Exercise brief:
Every line below that has "resolve" in it should be copied.

Records for the exercise:
◆ ◆ ◆ ◆

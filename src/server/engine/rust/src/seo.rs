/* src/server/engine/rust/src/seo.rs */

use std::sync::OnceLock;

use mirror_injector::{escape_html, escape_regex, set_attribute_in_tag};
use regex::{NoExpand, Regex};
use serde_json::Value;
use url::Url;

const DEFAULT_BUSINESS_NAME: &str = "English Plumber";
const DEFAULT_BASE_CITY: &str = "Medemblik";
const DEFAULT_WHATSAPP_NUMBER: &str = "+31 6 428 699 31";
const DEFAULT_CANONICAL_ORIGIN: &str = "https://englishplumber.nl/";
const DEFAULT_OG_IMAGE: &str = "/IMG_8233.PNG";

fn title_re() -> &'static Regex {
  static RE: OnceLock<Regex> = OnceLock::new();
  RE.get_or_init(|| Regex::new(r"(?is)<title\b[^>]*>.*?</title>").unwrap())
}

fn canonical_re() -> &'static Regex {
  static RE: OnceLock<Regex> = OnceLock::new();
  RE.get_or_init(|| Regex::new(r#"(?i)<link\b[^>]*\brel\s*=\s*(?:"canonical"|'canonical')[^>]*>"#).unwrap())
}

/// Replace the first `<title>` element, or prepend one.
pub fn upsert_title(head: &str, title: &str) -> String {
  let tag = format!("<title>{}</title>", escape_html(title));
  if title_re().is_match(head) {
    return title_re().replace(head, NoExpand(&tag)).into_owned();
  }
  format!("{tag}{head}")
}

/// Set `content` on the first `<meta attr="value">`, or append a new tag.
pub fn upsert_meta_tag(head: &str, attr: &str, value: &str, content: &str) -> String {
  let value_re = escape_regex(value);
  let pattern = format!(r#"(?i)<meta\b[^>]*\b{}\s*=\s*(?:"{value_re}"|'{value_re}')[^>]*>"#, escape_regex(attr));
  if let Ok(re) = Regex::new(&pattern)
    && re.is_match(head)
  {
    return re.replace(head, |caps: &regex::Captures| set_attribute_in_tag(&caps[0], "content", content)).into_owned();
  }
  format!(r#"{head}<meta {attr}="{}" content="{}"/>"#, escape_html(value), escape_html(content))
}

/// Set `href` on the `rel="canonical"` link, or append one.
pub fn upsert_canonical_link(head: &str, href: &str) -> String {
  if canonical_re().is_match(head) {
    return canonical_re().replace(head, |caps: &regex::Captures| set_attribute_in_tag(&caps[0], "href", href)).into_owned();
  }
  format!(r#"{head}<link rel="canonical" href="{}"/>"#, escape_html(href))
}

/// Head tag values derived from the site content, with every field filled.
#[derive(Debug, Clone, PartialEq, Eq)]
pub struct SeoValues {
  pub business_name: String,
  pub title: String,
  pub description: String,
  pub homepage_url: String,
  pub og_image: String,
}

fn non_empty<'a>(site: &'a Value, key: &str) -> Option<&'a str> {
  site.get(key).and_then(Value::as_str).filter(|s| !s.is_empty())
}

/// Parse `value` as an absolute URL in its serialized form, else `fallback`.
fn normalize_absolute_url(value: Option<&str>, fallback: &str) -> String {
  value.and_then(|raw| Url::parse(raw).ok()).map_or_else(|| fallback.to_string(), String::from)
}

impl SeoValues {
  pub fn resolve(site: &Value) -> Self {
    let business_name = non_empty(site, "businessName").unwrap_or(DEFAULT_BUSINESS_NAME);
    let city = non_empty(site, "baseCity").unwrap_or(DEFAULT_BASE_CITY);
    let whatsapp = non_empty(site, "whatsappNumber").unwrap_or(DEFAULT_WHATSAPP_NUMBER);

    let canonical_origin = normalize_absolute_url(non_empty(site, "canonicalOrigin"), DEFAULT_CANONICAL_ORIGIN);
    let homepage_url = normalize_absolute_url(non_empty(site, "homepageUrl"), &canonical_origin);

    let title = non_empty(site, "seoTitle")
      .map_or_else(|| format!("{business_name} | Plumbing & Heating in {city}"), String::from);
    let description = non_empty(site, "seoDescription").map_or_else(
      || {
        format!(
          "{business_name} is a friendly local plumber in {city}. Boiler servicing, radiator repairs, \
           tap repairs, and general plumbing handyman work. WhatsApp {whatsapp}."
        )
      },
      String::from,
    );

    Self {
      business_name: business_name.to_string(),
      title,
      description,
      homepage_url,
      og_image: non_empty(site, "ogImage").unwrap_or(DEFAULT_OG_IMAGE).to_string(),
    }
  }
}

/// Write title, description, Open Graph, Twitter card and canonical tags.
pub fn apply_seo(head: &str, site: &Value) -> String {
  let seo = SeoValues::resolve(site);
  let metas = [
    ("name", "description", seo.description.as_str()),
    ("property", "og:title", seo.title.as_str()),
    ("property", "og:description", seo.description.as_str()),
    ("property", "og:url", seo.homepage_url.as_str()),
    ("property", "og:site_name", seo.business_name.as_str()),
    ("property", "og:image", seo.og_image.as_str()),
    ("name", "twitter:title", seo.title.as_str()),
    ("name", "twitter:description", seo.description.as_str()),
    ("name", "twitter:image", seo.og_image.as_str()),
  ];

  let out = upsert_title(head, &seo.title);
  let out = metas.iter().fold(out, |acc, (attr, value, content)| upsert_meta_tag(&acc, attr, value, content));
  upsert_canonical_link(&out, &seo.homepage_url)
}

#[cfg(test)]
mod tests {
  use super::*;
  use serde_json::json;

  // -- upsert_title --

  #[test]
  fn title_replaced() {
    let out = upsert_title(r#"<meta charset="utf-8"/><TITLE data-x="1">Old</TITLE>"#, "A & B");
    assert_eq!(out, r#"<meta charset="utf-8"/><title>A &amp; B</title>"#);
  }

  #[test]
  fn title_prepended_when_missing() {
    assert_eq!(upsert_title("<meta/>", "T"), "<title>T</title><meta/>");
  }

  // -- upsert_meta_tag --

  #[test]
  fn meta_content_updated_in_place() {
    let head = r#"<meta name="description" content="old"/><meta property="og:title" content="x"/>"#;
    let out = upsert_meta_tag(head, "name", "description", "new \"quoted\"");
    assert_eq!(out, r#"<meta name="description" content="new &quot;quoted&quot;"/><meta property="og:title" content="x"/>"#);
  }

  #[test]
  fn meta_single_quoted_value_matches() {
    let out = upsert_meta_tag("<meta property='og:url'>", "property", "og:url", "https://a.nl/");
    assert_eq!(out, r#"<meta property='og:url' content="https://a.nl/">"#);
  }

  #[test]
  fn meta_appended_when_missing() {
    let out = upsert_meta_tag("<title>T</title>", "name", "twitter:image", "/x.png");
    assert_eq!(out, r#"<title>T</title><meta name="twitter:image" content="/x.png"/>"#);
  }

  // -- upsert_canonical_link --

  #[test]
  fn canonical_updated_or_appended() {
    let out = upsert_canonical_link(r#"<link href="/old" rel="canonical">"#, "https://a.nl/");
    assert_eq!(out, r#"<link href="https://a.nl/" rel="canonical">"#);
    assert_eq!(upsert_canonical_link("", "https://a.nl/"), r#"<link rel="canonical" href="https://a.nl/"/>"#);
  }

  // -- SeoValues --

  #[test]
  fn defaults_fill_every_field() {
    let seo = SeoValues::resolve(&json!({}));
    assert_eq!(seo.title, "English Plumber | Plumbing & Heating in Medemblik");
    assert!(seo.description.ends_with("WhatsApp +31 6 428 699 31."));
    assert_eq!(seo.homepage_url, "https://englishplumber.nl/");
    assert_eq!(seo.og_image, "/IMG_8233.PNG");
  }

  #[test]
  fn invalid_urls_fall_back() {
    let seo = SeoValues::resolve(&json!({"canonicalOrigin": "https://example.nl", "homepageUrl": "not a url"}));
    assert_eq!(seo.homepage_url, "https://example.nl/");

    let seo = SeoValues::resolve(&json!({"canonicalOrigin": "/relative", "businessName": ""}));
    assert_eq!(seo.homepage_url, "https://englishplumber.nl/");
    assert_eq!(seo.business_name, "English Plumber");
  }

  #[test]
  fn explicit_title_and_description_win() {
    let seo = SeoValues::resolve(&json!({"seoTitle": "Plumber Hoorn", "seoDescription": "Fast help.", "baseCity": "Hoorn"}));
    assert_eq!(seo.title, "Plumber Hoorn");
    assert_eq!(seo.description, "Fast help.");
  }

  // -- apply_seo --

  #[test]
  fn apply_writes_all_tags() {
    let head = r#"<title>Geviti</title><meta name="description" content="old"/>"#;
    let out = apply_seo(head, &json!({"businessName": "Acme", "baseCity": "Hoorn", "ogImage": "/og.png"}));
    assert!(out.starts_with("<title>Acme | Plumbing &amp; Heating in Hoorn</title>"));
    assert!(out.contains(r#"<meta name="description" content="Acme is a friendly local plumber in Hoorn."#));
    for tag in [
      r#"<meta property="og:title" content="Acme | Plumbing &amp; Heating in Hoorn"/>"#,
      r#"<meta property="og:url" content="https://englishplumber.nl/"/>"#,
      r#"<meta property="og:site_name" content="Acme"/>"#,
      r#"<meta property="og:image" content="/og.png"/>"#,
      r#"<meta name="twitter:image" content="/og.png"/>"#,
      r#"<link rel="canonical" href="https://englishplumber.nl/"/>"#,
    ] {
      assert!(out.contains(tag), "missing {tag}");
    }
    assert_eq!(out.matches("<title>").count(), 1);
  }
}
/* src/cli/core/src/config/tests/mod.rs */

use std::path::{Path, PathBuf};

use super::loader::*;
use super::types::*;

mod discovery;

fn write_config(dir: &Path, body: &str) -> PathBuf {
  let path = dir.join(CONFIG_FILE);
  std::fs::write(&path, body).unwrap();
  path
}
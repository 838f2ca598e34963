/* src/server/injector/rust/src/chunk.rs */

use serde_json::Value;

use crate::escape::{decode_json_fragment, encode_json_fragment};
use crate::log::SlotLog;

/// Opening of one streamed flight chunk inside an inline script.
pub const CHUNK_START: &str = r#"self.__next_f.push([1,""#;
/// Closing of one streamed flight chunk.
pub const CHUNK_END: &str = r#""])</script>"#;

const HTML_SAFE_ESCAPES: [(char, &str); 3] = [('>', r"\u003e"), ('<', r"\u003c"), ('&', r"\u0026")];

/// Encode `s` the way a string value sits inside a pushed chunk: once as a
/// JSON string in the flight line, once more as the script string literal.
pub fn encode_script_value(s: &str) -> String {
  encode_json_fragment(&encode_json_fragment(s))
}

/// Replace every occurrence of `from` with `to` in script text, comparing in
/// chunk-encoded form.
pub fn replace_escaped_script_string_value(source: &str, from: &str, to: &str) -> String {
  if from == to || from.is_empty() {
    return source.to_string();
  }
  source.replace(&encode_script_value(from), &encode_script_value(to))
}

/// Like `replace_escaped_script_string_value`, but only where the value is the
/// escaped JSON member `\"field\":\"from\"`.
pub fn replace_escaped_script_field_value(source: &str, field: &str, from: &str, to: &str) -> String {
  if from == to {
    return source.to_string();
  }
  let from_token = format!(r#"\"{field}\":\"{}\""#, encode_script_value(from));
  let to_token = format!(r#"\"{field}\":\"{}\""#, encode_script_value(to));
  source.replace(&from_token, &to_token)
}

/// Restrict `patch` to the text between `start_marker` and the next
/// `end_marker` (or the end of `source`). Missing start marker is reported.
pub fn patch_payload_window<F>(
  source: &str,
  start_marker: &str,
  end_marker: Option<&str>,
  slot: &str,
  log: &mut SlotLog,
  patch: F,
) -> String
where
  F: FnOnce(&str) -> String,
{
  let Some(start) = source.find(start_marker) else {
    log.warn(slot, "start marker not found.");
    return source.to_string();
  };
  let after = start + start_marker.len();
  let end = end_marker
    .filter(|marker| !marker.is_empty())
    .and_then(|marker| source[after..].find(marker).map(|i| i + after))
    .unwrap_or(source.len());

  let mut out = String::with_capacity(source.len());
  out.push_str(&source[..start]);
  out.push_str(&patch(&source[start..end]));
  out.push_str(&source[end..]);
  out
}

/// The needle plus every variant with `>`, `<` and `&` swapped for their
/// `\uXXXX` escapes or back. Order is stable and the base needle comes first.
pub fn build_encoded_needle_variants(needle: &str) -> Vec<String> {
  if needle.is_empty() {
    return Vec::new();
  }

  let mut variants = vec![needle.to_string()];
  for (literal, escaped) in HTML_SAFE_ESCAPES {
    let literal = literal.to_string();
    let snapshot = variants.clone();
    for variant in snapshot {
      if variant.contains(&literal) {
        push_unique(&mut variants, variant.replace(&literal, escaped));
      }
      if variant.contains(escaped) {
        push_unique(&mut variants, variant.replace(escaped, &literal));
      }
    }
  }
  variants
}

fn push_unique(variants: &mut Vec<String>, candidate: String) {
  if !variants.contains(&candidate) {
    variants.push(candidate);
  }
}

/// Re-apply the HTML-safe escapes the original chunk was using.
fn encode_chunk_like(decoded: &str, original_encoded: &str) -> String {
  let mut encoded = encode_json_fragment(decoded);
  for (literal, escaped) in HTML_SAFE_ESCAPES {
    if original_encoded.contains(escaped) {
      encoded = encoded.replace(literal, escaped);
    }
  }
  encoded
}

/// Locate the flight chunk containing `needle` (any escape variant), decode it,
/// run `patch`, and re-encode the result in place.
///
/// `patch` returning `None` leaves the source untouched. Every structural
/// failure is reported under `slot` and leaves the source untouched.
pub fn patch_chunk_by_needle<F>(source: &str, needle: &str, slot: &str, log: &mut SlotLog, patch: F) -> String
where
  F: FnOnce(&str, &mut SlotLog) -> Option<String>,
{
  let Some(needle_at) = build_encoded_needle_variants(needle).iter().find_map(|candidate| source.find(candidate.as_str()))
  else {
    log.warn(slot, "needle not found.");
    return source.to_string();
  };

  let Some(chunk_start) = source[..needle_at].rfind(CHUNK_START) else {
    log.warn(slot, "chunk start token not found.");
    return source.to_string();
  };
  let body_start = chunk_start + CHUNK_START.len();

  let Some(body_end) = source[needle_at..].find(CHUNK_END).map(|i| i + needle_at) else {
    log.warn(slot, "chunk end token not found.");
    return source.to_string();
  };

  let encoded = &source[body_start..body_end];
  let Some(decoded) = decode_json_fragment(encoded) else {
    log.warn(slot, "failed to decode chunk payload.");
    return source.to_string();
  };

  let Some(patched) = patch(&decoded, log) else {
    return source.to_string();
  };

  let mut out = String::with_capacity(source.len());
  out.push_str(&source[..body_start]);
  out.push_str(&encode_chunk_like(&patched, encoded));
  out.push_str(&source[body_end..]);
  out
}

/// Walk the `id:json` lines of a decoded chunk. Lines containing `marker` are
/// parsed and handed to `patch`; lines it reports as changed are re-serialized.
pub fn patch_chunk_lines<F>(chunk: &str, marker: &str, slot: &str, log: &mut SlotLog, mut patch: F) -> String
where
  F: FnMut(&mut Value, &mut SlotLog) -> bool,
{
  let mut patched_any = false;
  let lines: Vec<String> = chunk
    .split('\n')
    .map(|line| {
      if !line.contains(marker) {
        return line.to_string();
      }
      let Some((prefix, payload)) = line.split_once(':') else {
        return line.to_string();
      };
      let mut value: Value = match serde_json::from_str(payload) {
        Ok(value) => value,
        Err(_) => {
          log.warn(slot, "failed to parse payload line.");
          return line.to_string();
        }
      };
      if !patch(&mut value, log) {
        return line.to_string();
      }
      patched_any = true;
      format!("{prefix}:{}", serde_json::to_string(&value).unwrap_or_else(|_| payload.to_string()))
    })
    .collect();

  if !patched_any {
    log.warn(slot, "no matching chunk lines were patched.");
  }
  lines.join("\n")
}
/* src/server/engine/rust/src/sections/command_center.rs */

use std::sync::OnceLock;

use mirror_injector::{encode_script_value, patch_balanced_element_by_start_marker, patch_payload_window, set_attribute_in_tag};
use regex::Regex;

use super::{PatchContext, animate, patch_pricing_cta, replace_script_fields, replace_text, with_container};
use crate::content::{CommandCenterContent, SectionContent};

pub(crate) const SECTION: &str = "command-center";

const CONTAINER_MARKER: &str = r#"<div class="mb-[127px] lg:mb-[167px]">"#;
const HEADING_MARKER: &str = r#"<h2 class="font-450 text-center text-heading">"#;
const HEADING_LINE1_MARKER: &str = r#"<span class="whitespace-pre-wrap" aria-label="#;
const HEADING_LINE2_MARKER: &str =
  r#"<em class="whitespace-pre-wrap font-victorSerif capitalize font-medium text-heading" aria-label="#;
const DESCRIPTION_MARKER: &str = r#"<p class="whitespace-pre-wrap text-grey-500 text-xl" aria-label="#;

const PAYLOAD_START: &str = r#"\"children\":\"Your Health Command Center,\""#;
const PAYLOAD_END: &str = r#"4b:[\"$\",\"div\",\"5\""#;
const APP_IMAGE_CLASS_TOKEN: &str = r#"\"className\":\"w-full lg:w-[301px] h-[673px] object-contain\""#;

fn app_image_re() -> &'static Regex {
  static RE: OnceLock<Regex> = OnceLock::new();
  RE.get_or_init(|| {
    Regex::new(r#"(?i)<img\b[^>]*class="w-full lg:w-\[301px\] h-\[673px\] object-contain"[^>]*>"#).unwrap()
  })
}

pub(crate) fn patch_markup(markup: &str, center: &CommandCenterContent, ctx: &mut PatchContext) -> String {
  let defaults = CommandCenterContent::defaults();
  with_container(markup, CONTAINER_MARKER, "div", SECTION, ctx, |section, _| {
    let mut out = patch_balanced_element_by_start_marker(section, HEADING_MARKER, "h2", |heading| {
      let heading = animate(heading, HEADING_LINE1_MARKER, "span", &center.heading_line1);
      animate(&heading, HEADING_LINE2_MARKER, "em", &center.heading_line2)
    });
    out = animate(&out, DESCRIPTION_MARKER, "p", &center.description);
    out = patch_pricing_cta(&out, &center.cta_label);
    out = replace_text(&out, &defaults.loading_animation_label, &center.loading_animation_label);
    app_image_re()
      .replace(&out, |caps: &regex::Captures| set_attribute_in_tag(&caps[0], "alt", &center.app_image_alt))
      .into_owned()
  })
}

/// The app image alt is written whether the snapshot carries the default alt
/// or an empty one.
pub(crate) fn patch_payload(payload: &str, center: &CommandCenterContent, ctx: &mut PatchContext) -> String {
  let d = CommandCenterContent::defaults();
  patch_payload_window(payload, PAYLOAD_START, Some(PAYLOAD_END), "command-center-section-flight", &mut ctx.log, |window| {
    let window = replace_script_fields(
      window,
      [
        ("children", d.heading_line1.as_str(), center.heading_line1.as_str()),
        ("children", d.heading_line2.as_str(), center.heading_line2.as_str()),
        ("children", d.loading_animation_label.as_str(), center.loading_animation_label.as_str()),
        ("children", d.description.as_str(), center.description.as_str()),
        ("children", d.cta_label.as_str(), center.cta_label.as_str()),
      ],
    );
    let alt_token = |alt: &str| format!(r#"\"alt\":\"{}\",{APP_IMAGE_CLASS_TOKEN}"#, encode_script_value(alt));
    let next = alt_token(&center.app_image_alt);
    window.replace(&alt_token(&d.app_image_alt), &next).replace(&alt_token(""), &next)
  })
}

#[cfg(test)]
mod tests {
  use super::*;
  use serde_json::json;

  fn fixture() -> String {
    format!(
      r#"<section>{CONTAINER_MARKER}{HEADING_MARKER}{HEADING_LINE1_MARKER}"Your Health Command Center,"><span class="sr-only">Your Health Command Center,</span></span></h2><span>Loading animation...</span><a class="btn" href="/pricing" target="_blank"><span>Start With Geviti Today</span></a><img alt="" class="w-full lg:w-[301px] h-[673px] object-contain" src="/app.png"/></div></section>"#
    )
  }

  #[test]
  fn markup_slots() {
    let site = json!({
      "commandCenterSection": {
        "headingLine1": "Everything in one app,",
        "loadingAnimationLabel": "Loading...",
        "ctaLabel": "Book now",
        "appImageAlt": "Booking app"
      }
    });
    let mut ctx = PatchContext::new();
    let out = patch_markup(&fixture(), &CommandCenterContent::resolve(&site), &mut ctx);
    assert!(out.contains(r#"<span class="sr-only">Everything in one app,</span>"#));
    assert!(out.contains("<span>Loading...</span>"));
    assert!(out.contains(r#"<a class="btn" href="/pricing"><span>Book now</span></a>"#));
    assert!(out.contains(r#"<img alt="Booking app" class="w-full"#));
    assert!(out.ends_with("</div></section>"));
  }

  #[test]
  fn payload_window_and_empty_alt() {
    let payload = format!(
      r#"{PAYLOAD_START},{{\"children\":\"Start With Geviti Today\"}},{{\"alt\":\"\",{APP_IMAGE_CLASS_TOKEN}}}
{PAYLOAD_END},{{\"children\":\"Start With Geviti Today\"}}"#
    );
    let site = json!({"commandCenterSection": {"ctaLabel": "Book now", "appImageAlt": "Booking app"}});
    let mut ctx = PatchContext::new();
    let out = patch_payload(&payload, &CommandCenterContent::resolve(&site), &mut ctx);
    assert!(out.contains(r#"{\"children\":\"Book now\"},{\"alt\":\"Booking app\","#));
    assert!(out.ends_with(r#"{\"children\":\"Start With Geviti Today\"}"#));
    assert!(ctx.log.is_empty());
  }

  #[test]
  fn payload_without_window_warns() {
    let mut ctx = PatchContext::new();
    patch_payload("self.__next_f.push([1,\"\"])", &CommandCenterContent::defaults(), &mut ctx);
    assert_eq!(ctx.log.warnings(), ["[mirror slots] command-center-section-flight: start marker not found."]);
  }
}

◆ ◆ ◆ ◆

Exercise output:
  pub fn resolve(site: &Value) -> Self {
  let seo = SeoValues::resolve(site);
    let seo = SeoValues::resolve(&json!({}));
    let seo = SeoValues::resolve(&json!({"canonicalOrigin": "https://example.nl", "homepageUrl": "not a url"}));
    let seo = SeoValues::resolve(&json!({"canonicalOrigin": "/relative", "businessName": ""}));
    let seo = SeoValues::resolve(&json!({"seoTitle": "Plumber Hoorn", "seoDescription": "Fast help.", "baseCity": "Hoorn"}));
    let out = patch_markup(&fixture(), &CommandCenterContent::resolve(&site), &mut ctx);
    let out = patch_payload(&payload, &CommandCenterContent::resolve(&site), &mut ctx);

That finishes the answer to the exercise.